El protagonista y núcleo de Días perfectos, realizada por Wim Wenders, es el callado y solitario cincuentón Hirayama (Koji Yakusho), dedicado a limpiar letrinas públicas en Tokio. Su vida diaria sigue un orden estricto: temprano por las mañanas, afeitarse, vestirse y regar amorosamente sus plantitas; manejar hacia el trabajo (sitios de congregación varios, plazas, jardines), no sin antes sacar café de una máquina de monedas, y a lo largo de todo el día, asear meticulosamente excusados y urinales, incluso en sus superficies menos expuestas. Ya por la tarde-noche –antes de regresar a su pequeño apartamento– pasar por un merendero popular para una cena frugal. Adicionalmente, cuando toca o se puede, Hirayama se baña en un sitio de regaderas públicas, o pasa por una librería “de viejo” a comprar algo por un dólar, o acaso se permite un trago, sólo eso, en un pequeño bar de barrio. Siempre amable, pero siempre replegado en sí mismo, el tipo adereza esa diaria existencia, prácticamente idéntica, con sus tres evidentes pasiones: la lectura, la música rock y pop vintage (cassettes de los 60s, 70s, 80s) y la fotografía –con camarita de las de rollo a revelar– en especial de árboles altos y majestuosos. ¿Siente Hirayama aburrimiento o pesadez en esta rutina omnipresente? Todo lo contrario; sin decirlo, transmite la sensación de que sus días son perfectos; con ese trabajo, en su estar consigo mismo y en ese patrón de acciones diarias, diseñadas así por él y para él. De todos modos, en medio de ellas y en el transcurso de esos días y horas, surgen señales, indicios, de su existencia previa. Son escasos, difusos, no concluyentes, pero finalmente improntas de un pasado –el suyo– aunque se mantenga recóndito, latente apenas.

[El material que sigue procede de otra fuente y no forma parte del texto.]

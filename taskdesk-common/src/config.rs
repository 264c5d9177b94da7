//! Configuration loading and resolution
//!
//! Bootstrap settings are resolved in priority order:
//! 1. Command-line argument (highest priority)
//! 2. Environment variable
//! 3. TOML config file
//! 4. Compiled default (fallback)
//!
//! Layers 1 and 2 arrive together as [`ConfigOverrides`] (clap reads both).
//! A missing TOML file is not an error: defaults are used and a warning is
//! logged. A TOML file that exists but does not parse is an error.

use crate::{Error, Result};
use serde::{Deserialize, Serialize};
use std::fmt;
use std::path::{Path, PathBuf};
use std::str::FromStr;
use tracing::warn;

/// Default bind host
pub const DEFAULT_HOST: &str = "127.0.0.1";

/// Default HTTP port
pub const DEFAULT_PORT: u16 = 3001;

/// Default log level
pub const DEFAULT_LOG_LEVEL: &str = "info";

/// Database file name inside the data directory
const DATABASE_FILE_NAME: &str = "taskdesk.db";

/// Runtime environment
///
/// Only `Development` exposes error chains in 500 responses.
#[derive(Debug, Clone, Copy, PartialEq, Eq, Default, Serialize, Deserialize)]
#[serde(rename_all = "lowercase")]
pub enum Environment {
    Development,
    #[default]
    Production,
}

impl Environment {
    pub fn is_development(self) -> bool {
        self == Environment::Development
    }

    pub fn as_str(self) -> &'static str {
        match self {
            Environment::Development => "development",
            Environment::Production => "production",
        }
    }
}

impl fmt::Display for Environment {
    fn fmt(&self, f: &mut fmt::Formatter<'_>) -> fmt::Result {
        f.write_str(self.as_str())
    }
}

impl FromStr for Environment {
    type Err = Error;

    fn from_str(s: &str) -> Result<Self> {
        match s.trim().to_ascii_lowercase().as_str() {
            "development" | "dev" => Ok(Environment::Development),
            "production" | "prod" => Ok(Environment::Production),
            other => Err(Error::Config(format!(
                "Unknown environment '{}' (expected development or production)",
                other
            ))),
        }
    }
}

/// Bootstrap configuration loaded from TOML file
///
/// ```toml
/// database_path = "/var/lib/taskdesk/taskdesk.db"
/// host = "0.0.0.0"
/// port = 3001
/// environment = "production"
/// cors_origin = "http://localhost:5173"
/// static_dir = "/srv/taskdesk/dist"
///
/// [logging]
/// level = "debug"
/// ```
#[derive(Debug, Clone, Default, Deserialize)]
#[serde(default)]
pub struct TomlConfig {
    pub database_path: Option<PathBuf>,
    pub host: Option<String>,
    pub port: Option<u16>,
    pub environment: Option<Environment>,
    pub cors_origin: Option<String>,
    pub static_dir: Option<PathBuf>,
    pub logging: LoggingConfig,
}

/// Logging section of the TOML file
#[derive(Debug, Clone, Default, Deserialize)]
#[serde(default)]
pub struct LoggingConfig {
    /// Log level (trace, debug, info, warn, error)
    pub level: Option<String>,
}

/// Values supplied on the command line or through environment variables
#[derive(Debug, Clone, Default)]
pub struct ConfigOverrides {
    pub database_path: Option<PathBuf>,
    pub host: Option<String>,
    pub port: Option<u16>,
    pub environment: Option<Environment>,
    pub cors_origin: Option<String>,
    pub static_dir: Option<PathBuf>,
    pub log_level: Option<String>,
}

/// Fully resolved server configuration
#[derive(Debug, Clone, PartialEq, Eq)]
pub struct ServerConfig {
    pub host: String,
    pub port: u16,
    pub database_path: PathBuf,
    pub environment: Environment,
    /// Allowed CORS origin; `None` means permissive
    pub cors_origin: Option<String>,
    /// Directory with a built single-page app to serve at `/`
    pub static_dir: Option<PathBuf>,
    pub log_level: String,
}

impl ServerConfig {
    /// Merge overrides over the TOML file over compiled defaults
    pub fn resolve(overrides: ConfigOverrides, file: TomlConfig) -> Self {
        Self {
            host: overrides
                .host
                .or(file.host)
                .unwrap_or_else(|| DEFAULT_HOST.to_string()),
            port: overrides.port.or(file.port).unwrap_or(DEFAULT_PORT),
            database_path: overrides
                .database_path
                .or(file.database_path)
                .unwrap_or_else(default_database_path),
            environment: overrides
                .environment
                .or(file.environment)
                .unwrap_or_default(),
            cors_origin: overrides
                .cors_origin
                .or(file.cors_origin)
                .filter(|origin| !origin.trim().is_empty()),
            static_dir: overrides.static_dir.or(file.static_dir),
            log_level: overrides
                .log_level
                .or(file.logging.level)
                .unwrap_or_else(|| DEFAULT_LOG_LEVEL.to_string()),
        }
    }

    /// `host:port` string suitable for `TcpListener::bind`
    pub fn bind_address(&self) -> String {
        format!("{}:{}", self.host, self.port)
    }
}

impl Default for ServerConfig {
    fn default() -> Self {
        Self::resolve(ConfigOverrides::default(), TomlConfig::default())
    }
}

/// Load the TOML bootstrap file
///
/// Missing file → defaults plus a warning. Unreadable or malformed file → error.
pub fn load_toml_config(path: &Path) -> Result<TomlConfig> {
    if !path.exists() {
        warn!(
            "Config file not found at {}, using defaults",
            path.display()
        );
        return Ok(TomlConfig::default());
    }

    let content = std::fs::read_to_string(path)?;
    toml::from_str(&content)
        .map_err(|e| Error::Config(format!("Failed to parse {}: {}", path.display(), e)))
}

/// Platform config file location (`<config_dir>/taskdesk/config.toml`)
pub fn default_config_path() -> Option<PathBuf> {
    dirs::config_dir().map(|d| d.join("taskdesk").join("config.toml"))
}

/// Platform data location for the database file
pub fn default_database_path() -> PathBuf {
    dirs::data_local_dir()
        .map(|d| d.join("taskdesk").join(DATABASE_FILE_NAME))
        .unwrap_or_else(|| PathBuf::from(DATABASE_FILE_NAME))
}
//! taskdesk-api library - contacts, tasks and projects over HTTP
//!
//! Routes live under `/api/v1/{contact,task,project}`, plus `/health`. Every
//! response body is an [`taskdesk_common::api::ApiResponse`] envelope.

use std::path::Path;
use std::sync::Arc;

use axum::{
    http::{header, HeaderValue, Method},
    middleware, Router,
};
use chrono::{DateTime, Utc};
use sqlx::SqlitePool;
use taskdesk_common::config::ServerConfig;
use tower_http::{
    catch_panic::CatchPanicLayer,
    cors::CorsLayer,
    services::{ServeDir, ServeFile},
    trace::TraceLayer,
};
use tracing::warn;

pub mod api;
pub mod db;
pub mod error;
pub mod pagination;
pub mod validation;

/// Application state shared across HTTP handlers
#[derive(Clone)]
pub struct AppState {
    /// Database connection pool
    pub db: SqlitePool,
    /// Resolved server configuration
    pub config: Arc<ServerConfig>,
    /// Service startup timestamp (for uptime)
    pub startup_time: DateTime<Utc>,
}

impl AppState {
    /// Create new application state
    pub fn new(db: SqlitePool, config: ServerConfig) -> Self {
        Self {
            db,
            config: Arc::new(config),
            startup_time: Utc::now(),
        }
    }
}

/// Build application router
pub fn build_router(state: AppState) -> Router {
    let api = api::v1_routes().fallback(api::route_not_found);

    let router = Router::new()
        .nest("/api", api)
        .merge(api::health_routes());

    let router = match &state.config.static_dir {
        Some(dir) => router.fallback_service(spa_service(dir)),
        None => router.fallback(api::route_not_found),
    };

    router
        .layer(CatchPanicLayer::custom(error::handle_panic))
        .layer(middleware::from_fn_with_state(
            state.clone(),
            error::expose_error_detail,
        ))
        .layer(TraceLayer::new_for_http())
        .layer(cors_layer(state.config.cors_origin.as_deref()))
        .with_state(state)
}

/// Built client bundle; unknown paths get `index.html` for client-side routing
fn spa_service(dir: &Path) -> ServeDir<ServeFile> {
    ServeDir::new(dir).fallback(ServeFile::new(dir.join("index.html")))
}

fn cors_layer(origin: Option<&str>) -> CorsLayer {
    let Some(origin) = origin else {
        return CorsLayer::permissive();
    };

    match origin.parse::<HeaderValue>() {
        Ok(origin) => CorsLayer::new()
            .allow_origin(origin)
            .allow_methods([
                Method::GET,
                Method::POST,
                Method::PUT,
                Method::PATCH,
                Method::DELETE,
            ])
            .allow_headers([header::CONTENT_TYPE]),
        Err(_) => {
            warn!("Ignoring invalid CORS origin '{}'; cross-origin requests disabled", origin);
            CorsLayer::new()
        }
    }
}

Son pocos los films a los que una ausencia de backstory les funciona cabalmente. Días perfectos es modelo acabado al respecto, justo porque en ello sustenta su intención de base: que esencialmente importe el día a día de Hirayama –un retrato de personaje– por encima de las posibles causales, que irrumpen sin embargo, sin develarse. Lo hacen desde una cierta levedad engañosa: apenas circunstancial a lo “externo” del taciturno lava-excusados, pero tornándose poderosa y acuciante cuando inevitablemente hace presencia en su interior. Esos antecedentes (o como se quiera llamarles) le aparecen a Hirayama en diferentes formas: en la llegada de Niko (Arisa Nakano), su sobrina adolescente, buscando refugio por algún problemilla en casa; en el breve encuentro con su hermana –la madre de Niko— quien le hace saber que ha aumentado la demencia senil del padre de ambos (y que por igual pregunta a su hermano si en efecto está dedicado a limpiar toilettes); en sus diarias, infaltables, miradas a la espigada Tokyo Skytree, como buscando en ella afirmación de la autenticidad de su vida vigente; en su sorpresa (y aparente desconsuelo) cuando atisba el abrazo de la dueña del bar que frecuenta, a un desconocido. ¿Qué hay pues, de fondo, en el antes de Hirayama, que lo ha llevado a lo que es hoy y a vivir como lo hace? Wenders parece poco interesado en revelarlo, pero insiste en que su personaje –un tipo esencialmente decente– ha decidido apreciar, valorar y agradecer cada cosa que cada nuevo día le ofrezca, en razón (o no) de lo vivido previamente, bueno, regular y malo.
La actuación de Koji Yakusho como Hirayama se reconoció en Cannes como la mejor del festival. En efecto, su contención, convicción y comprensión del personaje son lo que nutre, sostiene y (a fin de cuentas) justifica la apuesta de contar los pormenores de una existencia que, al repetirse, se siente siempre la misma. Pero en Días perfectos hay más que esa noción en apariencia irrebatible. Botón de muestra, la conmovedora, definitoria escena en que, sobre el rostro en close up de Hirayama, alternativamente estallan, una y otra vez, la alegría y la tristeza, la sonrisa y el llanto, la plenitud…en medio de dudas, o algo parecido. Eso que aflora en los días perfectos de vivir, aunque vivamos imperfectamente.